Source data:

// src/crates/callsite-sema/src/entity_defs.rs
//
// Entity definition records stored in the EntityRegistry arena.

use crate::generic::TypeParamInfo;
use crate::type_arena::{TypeId, TypeIdVec};
use crate::types::ConstantValue;
use callsite_identity::{FieldId, MethodId, PropertyId, TypeDefId};

#[derive(Debug, Clone, Copy, PartialEq, Eq, Hash)]
pub enum TypeDefKind {
    Class,
    Struct,
}

/// A type definition (class or struct), possibly generic.
#[derive(Debug, Clone)]
pub struct TypeDef {
    pub id: TypeDefId,
    pub name: String,
    pub kind: TypeDefKind,
    pub type_params: Vec<TypeParamInfo>,
    /// The definition's own type: `Wrapper<T>` for generics, `Mutable` otherwise
    pub self_type: TypeId,
    pub base: Option<TypeId>,
    pub is_public: bool,
    /// Whether `new()` is available (always true for structs)
    pub has_default_ctor: bool,
    pub fields: Vec<FieldId>,
    pub properties: Vec<PropertyId>,
    pub methods: Vec<MethodId>,
    /// Number of instance field slots, in declaration order
    pub instance_field_count: usize,
}

impl TypeDef {
    pub fn is_generic(&self) -> bool {
        !self.type_params.is_empty()
    }
}

/// A field on a type. Static and literal fields have no instance slot.
#[derive(Debug, Clone)]
pub struct FieldDef {
    pub id: FieldId,
    pub name: String,
    pub defining_type: TypeDefId,
    /// Declared type, expressed in terms of the defining type's parameters
    pub ty: TypeId,
    pub is_static: bool,
    pub is_readonly: bool,
    /// Literal (`const`) value; implies static and read-only
    pub constant: Option<ConstantValue>,
    /// Instance slot index, `None` for static fields
    pub slot: Option<usize>,
}

impl FieldDef {
    pub fn is_literal(&self) -> bool {
        self.constant.is_some()
    }
}

/// A property or indexer, backed by accessor methods.
#[derive(Debug, Clone)]
pub struct PropertyDef {
    pub id: PropertyId,
    pub name: String,
    pub defining_type: TypeId,
    pub ty: TypeId,
    /// Indexer parameters; empty for plain properties
    pub index_params: TypeIdVec,
    pub getter: Option<MethodId>,
    pub setter: Option<MethodId>,
    pub is_static: bool,
}

impl PropertyDef {
    pub fn is_indexer(&self) -> bool {
        !self.index_params.is_empty()
    }

    pub fn can_read(&self) -> bool {
        self.getter.is_some()
    }
}

/// How an argument is passed to a parameter.
#[derive(Debug, Clone, Copy, PartialEq, Eq, Hash)]
pub enum ParamMode {
    Value,
    /// `ref`: read before the call, written back after it
    Ref,
    /// `out`: starts from the default value, written back after the call
    Out,
}

impl ParamMode {
    pub fn is_by_ref(self) -> bool {
        !matches!(self, ParamMode::Value)
    }
}

#[derive(Debug, Clone, PartialEq)]
pub struct ParamDef {
    pub name: String,
    /// Parameter type; `ByRef(T)` for ref/out parameters
    pub ty: TypeId,
    pub mode: ParamMode,
}

/// Where a closed method descriptor came from.
#[derive(Debug, Clone, PartialEq)]
pub struct GenericOrigin {
    /// The descriptor this one was instantiated from
    pub definition: MethodId,
    /// Bound method-level type arguments (empty when only the declaring type was closed)
    pub type_args: TypeIdVec,
}

/// A method descriptor.
///
/// Generic method definitions keep their `type_params`; binding them produces a
/// new descriptor with empty `type_params` and a `generic_origin`. Members of
/// generic types are registered against the open declaring type and re-issued
/// per closed declaring type the same way.
#[derive(Debug, Clone)]
pub struct MethodDef {
    pub id: MethodId,
    pub name: String,
    pub defining_type: TypeDefId,
    /// Declaring type as seen by callers (`Wrapper<T>` or `Wrapper<Mutable>`)
    pub declaring_type: TypeId,
    pub is_static: bool,
    pub is_public: bool,
    /// Static method whose first parameter renders as the receiver
    pub is_extension: bool,
    pub params: Vec<ParamDef>,
    pub type_params: Vec<TypeParamInfo>,
    pub return_type: TypeId,
    pub generic_origin: Option<GenericOrigin>,
    /// Descriptor that owns the executable body (root of the origin chain)
    pub body: MethodId,
}

impl MethodDef {
    /// An unbound generic method definition (`Method<T>`)
    pub fn is_generic_definition(&self) -> bool {
        !self.type_params.is_empty()
    }

    pub fn param_count(&self) -> usize {
        self.params.len()
    }

    pub fn param_types(&self) -> impl Iterator<Item = TypeId> + '_ {
        self.params.iter().map(|p| p.ty)
    }

    pub fn has_by_ref_params(&self) -> bool {
        self.params.iter().any(|p| p.mode.is_by_ref())
    }
}
// src/errors/mod.rs
//! Top-level failures of the scenario runner and their rendering.

#![allow(unused_assignments)] // False positives from thiserror derive

pub mod report;

use miette::Diagnostic;
use thiserror::Error;

use callsite_codegen::{CompileError, ExecutionStrategy};
use callsite_runtime::RuntimeError;
use callsite_sema::CallError;

pub use report::{render_to_stderr, render_to_string, render_to_writer};

#[derive(Error, Debug, Diagnostic)]
pub enum ScenarioError {
    #[error(transparent)]
    #[diagnostic(transparent)]
    Construct(#[from] CallError),

    #[error(transparent)]
    #[diagnostic(transparent)]
    Compile(#[from] CompileError),

    #[error(transparent)]
    #[diagnostic(transparent)]
    Runtime(#[from] RuntimeError),

    #[error("unknown scenario '{name}'")]
    #[diagnostic(code(E9001), help("run `callsite list` to see the available scenarios"))]
    UnknownScenario { name: String },

    #[error("scenario '{scenario}' ({strategy}) produced [{found}], expected [{expected}]")]
    #[diagnostic(code(E9002))]
    Mismatch {
        scenario: &'static str,
        strategy: ExecutionStrategy,
        expected: String,
        found: String,
    },
}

→ **TRY IT**:
Extract all of the data above without altering anything.

→ **RESULT OF THE EXERCISE**:
// src/crates/callsite-sema/src/entity_defs.rs
//
// Entity definition records stored in the EntityRegistry arena.

use crate::generic::TypeParamInfo;
use crate::type_arena::{TypeId, TypeIdVec};
use crate::types::ConstantValue;
use callsite_identity::{FieldId, MethodId, PropertyId, TypeDefId};

#[derive(Debug, Clone, Copy, PartialEq, Eq, Hash)]
pub enum TypeDefKind {
    Class,
    Struct,
}

/// A type definition (class or struct), possibly generic.
#[derive(Debug, Clone)]
pub struct TypeDef {
    pub id: TypeDefId,
    pub name: String,
    pub kind: TypeDefKind,
    pub type_params: Vec<TypeParamInfo>,
    /// The definition's own type: `Wrapper<T>` for generics, `Mutable` otherwise
    pub self_type: TypeId,
    pub base: Option<TypeId>,
    pub is_public: bool,
    /// Whether `new()` is available (always true for structs)
    pub has_default_ctor: bool,
    pub fields: Vec<FieldId>,
    pub properties: Vec<PropertyId>,
    pub methods: Vec<MethodId>,
    /// Number of instance field slots, in declaration order
    pub instance_field_count: usize,
}

impl TypeDef {
    pub fn is_generic(&self) -> bool {
        !self.type_params.is_empty()
    }
}

/// A field on a type. Static and literal fields have no instance slot.
#[derive(Debug, Clone)]
pub struct FieldDef {
    pub id: FieldId,
    pub name: String,
    pub defining_type: TypeDefId,
    /// Declared type, expressed in terms of the defining type's parameters
    pub ty: TypeId,
    pub is_static: bool,
    pub is_readonly: bool,
    /// Literal (`const`) value; implies static and read-only
    pub constant: Option<ConstantValue>,
    /// Instance slot index, `None` for static fields
    pub slot: Option<usize>,
}

impl FieldDef {
    pub fn is_literal(&self) -> bool {
        self.constant.is_some()
    }
}

/// A property or indexer, backed by accessor methods.
#[derive(Debug, Clone)]
pub struct PropertyDef {
    pub id: PropertyId,
    pub name: String,
    pub defining_type: TypeId,
    pub ty: TypeId,
    /// Indexer parameters; empty for plain properties
    pub index_params: TypeIdVec,
    pub getter: Option<MethodId>,
    pub setter: Option<MethodId>,
    pub is_static: bool,
}

impl PropertyDef {
    pub fn is_indexer(&self) -> bool {
        !self.index_params.is_empty()
    }

    pub fn can_read(&self) -> bool {
        self.getter.is_some()
    }
}

/// How an argument is passed to a parameter.
#[derive(Debug, Clone, Copy, PartialEq, Eq, Hash)]
pub enum ParamMode {
    Value,
    /// `ref`: read before the call, written back after it
    Ref,
    /// `out`: starts from the default value, written back after the call
    Out,
}

impl ParamMode {
    pub fn is_by_ref(self) -> bool {
        !matches!(self, ParamMode::Value)
    }
}

#[derive(Debug, Clone, PartialEq)]
pub struct ParamDef {
    pub name: String,
    /// Parameter type; `ByRef(T)` for ref/out parameters
    pub ty: TypeId,
    pub mode: ParamMode,
}

/// Where a closed method descriptor came from.
#[derive(Debug, Clone, PartialEq)]
pub struct GenericOrigin {
    /// The descriptor this one was instantiated from
    pub definition: MethodId,
    /// Bound method-level type arguments (empty when only the declaring type was closed)
    pub type_args: TypeIdVec,
}

/// A method descriptor.
///
/// Generic method definitions keep their `type_params`; binding them produces a
/// new descriptor with empty `type_params` and a `generic_origin`. Members of
/// generic types are registered against the open declaring type and re-issued
/// per closed declaring type the same way.
#[derive(Debug, Clone)]
pub struct MethodDef {
    pub id: MethodId,
    pub name: String,
    pub defining_type: TypeDefId,
    /// Declaring type as seen by callers (`Wrapper<T>` or `Wrapper<Mutable>`)
    pub declaring_type: TypeId,
    pub is_static: bool,
    pub is_public: bool,
    /// Static method whose first parameter renders as the receiver
    pub is_extension: bool,
    pub params: Vec<ParamDef>,
    pub type_params: Vec<TypeParamInfo>,
    pub return_type: TypeId,
    pub generic_origin: Option<GenericOrigin>,
    /// Descriptor that owns the executable body (root of the origin chain)
    pub body: MethodId,
}

impl MethodDef {
    /// An unbound generic method definition (`Method<T>`)
    pub fn is_generic_definition(&self) -> bool {
        !self.type_params.is_empty()
    }

    pub fn param_count(&self) -> usize {
        self.params.len()
    }

    pub fn param_types(&self) -> impl Iterator<Item = TypeId> + '_ {
        self.params.iter().map(|p| p.ty)
    }

    pub fn has_by_ref_params(&self) -> bool {
        self.params.iter().any(|p| p.mode.is_by_ref())
    }
}
// src/errors/mod.rs
//! Top-level failures of the scenario runner and their rendering.

#![allow(unused_assignments)] // False positives from thiserror derive

pub mod report;

use miette::Diagnostic;
use thiserror::Error;

use callsite_codegen::{CompileError, ExecutionStrategy};
use callsite_runtime::RuntimeError;
use callsite_sema::CallError;

pub use report::{render_to_stderr, render_to_string, render_to_writer};

#[derive(Error, Debug, Diagnostic)]
pub enum ScenarioError {
    #[error(transparent)]
    #[diagnostic(transparent)]
    Construct(#[from] CallError),

    #[error(transparent)]
    #[diagnostic(transparent)]
    Compile(#[from] CompileError),

    #[error(transparent)]
    #[diagnostic(transparent)]
    Runtime(#[from] RuntimeError),

    #[error("unknown scenario '{name}'")]
    #[diagnostic(code(E9001), help("run `callsite list` to see the available scenarios"))]
    UnknownScenario { name: String },

    #[error("scenario '{scenario}' ({strategy}) produced [{found}], expected [{expected}]")]
    #[diagnostic(code(E9002))]
    Mismatch {
        scenario: &'static str,
        strategy: ExecutionStrategy,
        expected: String,
        found: String,
    },
}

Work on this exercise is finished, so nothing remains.